Collected data entries:
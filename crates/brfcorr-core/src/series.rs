//! Time series types with validation guarantees.

use std::marker::PhantomData;
use std::ops::Range;

use chrono::{NaiveDateTime, TimeDelta};

use crate::error::SeriesError;
use crate::unit::Unit;

/// Owned series of `(timestamp, value)` samples tagged with a physical unit.
///
/// Guaranteed non-empty with strictly increasing timestamps. Values may be
/// NaN, which marks a missing reading.
#[derive(Debug, Clone, PartialEq)]
pub struct TimeSeries<U: Unit> {
    timestamps: Vec<NaiveDateTime>,
    values: Vec<f64>,
    unit: PhantomData<U>,
}

impl<U: Unit> TimeSeries<U> {
    /// Create a new series from parallel timestamp and value vectors.
    ///
    /// # Errors
    ///
    /// | Variant | Condition |
    /// |---|---|
    /// | [`SeriesError::EmptySeries`] | `timestamps` is empty |
    /// | [`SeriesError::LengthMismatch`] | Vectors differ in length |
    /// | [`SeriesError::NotIncreasing`] | A timestamp is not after its predecessor |
    pub fn new(timestamps: Vec<NaiveDateTime>, values: Vec<f64>) -> Result<Self, SeriesError> {
        if timestamps.len() != values.len() {
            return Err(SeriesError::LengthMismatch {
                n_timestamps: timestamps.len(),
                n_values: values.len(),
            });
        }
        if timestamps.is_empty() {
            return Err(SeriesError::EmptySeries);
        }
        if let Some(index) = timestamps.windows(2).position(|w| w[1] <= w[0]) {
            return Err(SeriesError::NotIncreasing {
                index: index + 1,
                timestamp: timestamps[index + 1],
            });
        }
        Ok(Self {
            timestamps,
            values,
            unit: PhantomData,
        })
    }

    /// Create a series from unordered samples.
    ///
    /// Samples are sorted by timestamp with a stable sort; when a timestamp
    /// repeats, the sample seen first is kept and the others are dropped.
    ///
    /// # Errors
    ///
    /// Returns [`SeriesError::EmptySeries`] if `samples` is empty.
    pub fn from_samples(mut samples: Vec<(NaiveDateTime, f64)>) -> Result<Self, SeriesError> {
        if samples.is_empty() {
            return Err(SeriesError::EmptySeries);
        }
        samples.sort_by_key(|&(t, _)| t);
        samples.dedup_by_key(|&mut (t, _)| t);
        let (timestamps, values) = samples.into_iter().unzip();
        Ok(Self {
            timestamps,
            values,
            unit: PhantomData,
        })
    }

    /// Return a copy with every timestamp moved by `offset`.
    ///
    /// Used to bring a source referenced to another time epoch (e.g. UTC)
    /// onto the local time of the station data.
    #[must_use = "returns a new shifted series; the original is unchanged"]
    pub fn shift(&self, offset: TimeDelta) -> Self {
        Self {
            timestamps: self.timestamps.iter().map(|&t| t + offset).collect(),
            values: self.values.clone(),
            unit: PhantomData,
        }
    }

    /// Return the number of samples.
    #[must_use]
    pub fn len(&self) -> usize {
        self.timestamps.len()
    }

    /// Return true if the series has no samples.
    ///
    /// Always `false` for a series built through the validating constructors.
    #[must_use]
    pub fn is_empty(&self) -> bool {
        self.timestamps.is_empty()
    }

    /// Return the timestamps.
    #[must_use]
    pub fn timestamps(&self) -> &[NaiveDateTime] {
        &self.timestamps
    }

    /// Return the values.
    #[must_use]
    pub fn values(&self) -> &[f64] {
        &self.values
    }

    /// Iterate over `(timestamp, value)` pairs in time order.
    pub fn iter(&self) -> impl Iterator<Item = (NaiveDateTime, f64)> + '_ {
        self.timestamps.iter().copied().zip(self.values.iter().copied())
    }

    /// Return the earliest timestamp.
    #[must_use]
    pub fn first_timestamp(&self) -> NaiveDateTime {
        self.timestamps[0]
    }

    /// Return the latest timestamp.
    #[must_use]
    pub fn last_timestamp(&self) -> NaiveDateTime {
        self.timestamps[self.timestamps.len() - 1]
    }

    /// Return the unit label of this series.
    #[must_use]
    pub fn unit_label(&self) -> &'static str {
        U::LABEL
    }
}

/// A series on a regular grid: `timestamp(i) = start + i * step`.
///
/// The grid has no gaps in time. Values may still be NaN where the
/// underlying quantity is undefined (extrapolation, lag warm-up).
#[derive(Debug, Clone, PartialEq)]
pub struct RegularTimeSeries<U: Unit> {
    start: NaiveDateTime,
    step: TimeDelta,
    values: Vec<f64>,
    unit: PhantomData<U>,
}

impl<U: Unit> RegularTimeSeries<U> {
    /// Create a regular series starting at `start` with spacing `step`.
    ///
    /// An empty `values` vector is allowed and denotes an empty grid.
    ///
    /// # Errors
    ///
    /// Returns [`SeriesError::NonPositiveStep`] if `step` is shorter than one millisecond.
    pub fn new(
        start: NaiveDateTime,
        step: TimeDelta,
        values: Vec<f64>,
    ) -> Result<Self, SeriesError> {
        if step.num_milliseconds() <= 0 {
            return Err(SeriesError::NonPositiveStep { step });
        }
        Ok(Self {
            start,
            step,
            values,
            unit: PhantomData,
        })
    }

    /// Return the timestamp of the first grid slot.
    #[must_use]
    pub fn start(&self) -> NaiveDateTime {
        self.start
    }

    /// Return the grid spacing.
    #[must_use]
    pub fn step(&self) -> TimeDelta {
        self.step
    }

    /// Return the timestamp of grid slot `index`.
    ///
    /// Defined for any index, including slots past the end of the grid.
    #[must_use]
    pub fn timestamp(&self, index: usize) -> NaiveDateTime {
        self.start + grid_offset(self.step, index)
    }

    /// Return the timestamp of the last slot, or `None` for an empty grid.
    #[must_use]
    pub fn end(&self) -> Option<NaiveDateTime> {
        self.values.len().checked_sub(1).map(|i| self.timestamp(i))
    }

    /// Return the grid index of `t` if it falls exactly on a slot of this grid.
    #[must_use]
    pub fn index_of(&self, t: NaiveDateTime) -> Option<usize> {
        let elapsed = (t - self.start).num_milliseconds();
        let step = self.step.num_milliseconds();
        if elapsed < 0 || elapsed % step != 0 {
            return None;
        }
        let index = usize::try_from(elapsed / step).ok()?;
        (index < self.values.len() && self.timestamp(index) == t).then_some(index)
    }

    /// Return the values.
    #[must_use]
    pub fn values(&self) -> &[f64] {
        &self.values
    }

    /// Return the number of grid slots.
    #[must_use]
    pub fn len(&self) -> usize {
        self.values.len()
    }

    /// Return true if the grid has no slots.
    #[must_use]
    pub fn is_empty(&self) -> bool {
        self.values.is_empty()
    }

    /// Iterate over the grid timestamps.
    pub fn timestamps(&self) -> impl Iterator<Item = NaiveDateTime> + '_ {
        (0..self.values.len()).map(|i| self.timestamp(i))
    }

    /// Iterate over `(timestamp, value)` pairs in time order.
    pub fn iter(&self) -> impl Iterator<Item = (NaiveDateTime, f64)> + '_ {
        self.values
            .iter()
            .enumerate()
            .map(|(i, &v)| (self.timestamp(i), v))
    }

    /// Return the index of the first NaN value, if any.
    #[must_use]
    pub fn nan_position(&self) -> Option<usize> {
        self.values.iter().position(|v| v.is_nan())
    }

    /// Return the sub-grid covering `range`, re-anchored at its first slot.
    ///
    /// # Panics
    ///
    /// Panics if `range` is out of bounds.
    #[must_use]
    pub fn slice(&self, range: Range<usize>) -> Self {
        Self {
            start: self.timestamp(range.start),
            step: self.step,
            values: self.values[range].to_vec(),
            unit: PhantomData,
        }
    }
}

/// Offset of grid slot `index` from the grid start.
///
/// Computed in milliseconds so that very long grids do not overflow the
/// `i32` multiplier accepted by `TimeDelta`.
fn grid_offset(step: TimeDelta, index: usize) -> TimeDelta {
    TimeDelta::milliseconds(step.num_milliseconds().saturating_mul(index as i64))
}

#[cfg(test)]
mod tests {
    use chrono::NaiveDate;

    use super::*;
    use crate::unit::{Masl, MetersOfWater};

    fn hour(h: u32) -> NaiveDateTime {
        NaiveDate::from_ymd_opt(2017, 3, 1)
            .unwrap()
            .and_hms_opt(h, 0, 0)
            .unwrap()
    }

    #[test]
    fn rejects_empty() {
        let result = TimeSeries::<Masl>::new(vec![], vec![]);
        assert!(matches!(result, Err(SeriesError::EmptySeries)));
    }

    #[test]
    fn rejects_length_mismatch() {
        let result = TimeSeries::<Masl>::new(vec![hour(0), hour(1)], vec![1.0]);
        assert!(matches!(
            result,
            Err(SeriesError::LengthMismatch { n_timestamps: 2, n_values: 1 })
        ));
    }

    #[test]
    fn rejects_duplicate_timestamp() {
        let result = TimeSeries::<Masl>::new(vec![hour(0), hour(1), hour(1)], vec![1.0, 2.0, 3.0]);
        assert!(matches!(result, Err(SeriesError::NotIncreasing { index: 2, .. })));
    }

    #[test]
    fn rejects_decreasing_timestamp() {
        let result = TimeSeries::<Masl>::new(vec![hour(3), hour(1)], vec![1.0, 2.0]);
        assert!(matches!(result, Err(SeriesError::NotIncreasing { index: 1, .. })));
    }

    #[test]
    fn accepts_nan_readings() {
        let ts = TimeSeries::<Masl>::new(vec![hour(0), hour(1)], vec![f64::NAN, 2.0]).unwrap();
        assert_eq!(ts.len(), 2);
        assert!(ts.values()[0].is_nan());
    }

    #[test]
    fn from_samples_sorts_and_keeps_first_duplicate() {
        let ts = TimeSeries::<MetersOfWater>::from_samples(vec![
            (hour(2), 20.0),
            (hour(0), 0.0),
            (hour(2), 99.0),
            (hour(1), 10.0),
            (hour(0), -1.0),
        ])
        .unwrap();
        assert_eq!(ts.timestamps(), &[hour(0), hour(1), hour(2)]);
        assert_eq!(ts.values(), &[0.0, 10.0, 20.0]);
    }

    #[test]
    fn from_samples_rejects_empty() {
        let result = TimeSeries::<Masl>::from_samples(vec![]);
        assert!(matches!(result, Err(SeriesError::EmptySeries)));
    }

    #[test]
    fn shift_moves_every_timestamp() {
        let ts = TimeSeries::<Masl>::new(vec![hour(5), hour(6)], vec![1.0, 2.0]).unwrap();
        let shifted = ts.shift(TimeDelta::hours(-5));
        assert_eq!(shifted.timestamps(), &[hour(0), hour(1)]);
        assert_eq!(shifted.values(), ts.values());
    }

    #[test]
    fn first_and_last_timestamp() {
        let ts = TimeSeries::<Masl>::new(vec![hour(1), hour(4), hour(9)], vec![0.0; 3]).unwrap();
        assert_eq!(ts.first_timestamp(), hour(1));
        assert_eq!(ts.last_timestamp(), hour(9));
        assert_eq!(ts.unit_label(), "masl");
    }

    #[test]
    fn regular_rejects_zero_step() {
        let result = RegularTimeSeries::<Masl>::new(hour(0), TimeDelta::zero(), vec![1.0]);
        assert!(matches!(result, Err(SeriesError::NonPositiveStep { .. })));
    }

    #[test]
    fn regular_timestamps_follow_grid() {
        let grid =
            RegularTimeSeries::<Masl>::new(hour(0), TimeDelta::hours(2), vec![1.0, 2.0, 3.0])
                .unwrap();
        let ts: Vec<_> = grid.timestamps().collect();
        assert_eq!(ts, vec![hour(0), hour(2), hour(4)]);
        assert_eq!(grid.end(), Some(hour(4)));
    }

    #[test]
    fn index_of_only_matches_grid_slots() {
        let grid =
            RegularTimeSeries::<Masl>::new(hour(0), TimeDelta::hours(2), vec![1.0, 2.0, 3.0])
                .unwrap();
        assert_eq!(grid.index_of(hour(0)), Some(0));
        assert_eq!(grid.index_of(hour(4)), Some(2));
        assert_eq!(grid.index_of(hour(3)), None);
        assert_eq!(grid.index_of(hour(6)), None);
        assert_eq!(grid.index_of(hour(0) - TimeDelta::hours(2)), None);
    }

    #[test]
    fn slice_reanchors_start() {
        let grid =
            RegularTimeSeries::<Masl>::new(hour(0), TimeDelta::hours(1), vec![1.0, 2.0, 3.0, 4.0])
                .unwrap();
        let sub = grid.slice(1..3);
        assert_eq!(sub.start(), hour(1));
        assert_eq!(sub.values(), &[2.0, 3.0]);
    }

    #[test]
    fn empty_grid_has_no_end() {
        let grid = RegularTimeSeries::<Masl>::new(hour(0), TimeDelta::hours(1), vec![]).unwrap();
        assert!(grid.is_empty());
        assert_eq!(grid.end(), None);
    }

    #[test]
    fn nan_position_finds_first_gap() {
        let grid = RegularTimeSeries::<Masl>::new(
            hour(0),
            TimeDelta::hours(1),
            vec![1.0, f64::NAN, 3.0, f64::NAN],
        )
        .unwrap();
        assert_eq!(grid.nan_position(), Some(1));
    }
}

ACTIVITY - Show a copy of each line from the data that includes the word "usize".

REPLY TO THE TASK -
    pub fn len(&self) -> usize {
    pub fn timestamp(&self, index: usize) -> NaiveDateTime {
    pub fn index_of(&self, t: NaiveDateTime) -> Option<usize> {
        let index = usize::try_from(elapsed / step).ok()?;
    pub fn len(&self) -> usize {
    pub fn nan_position(&self) -> Option<usize> {
    pub fn slice(&self, range: Range<usize>) -> Self {
fn grid_offset(step: TimeDelta, index: usize) -> TimeDelta {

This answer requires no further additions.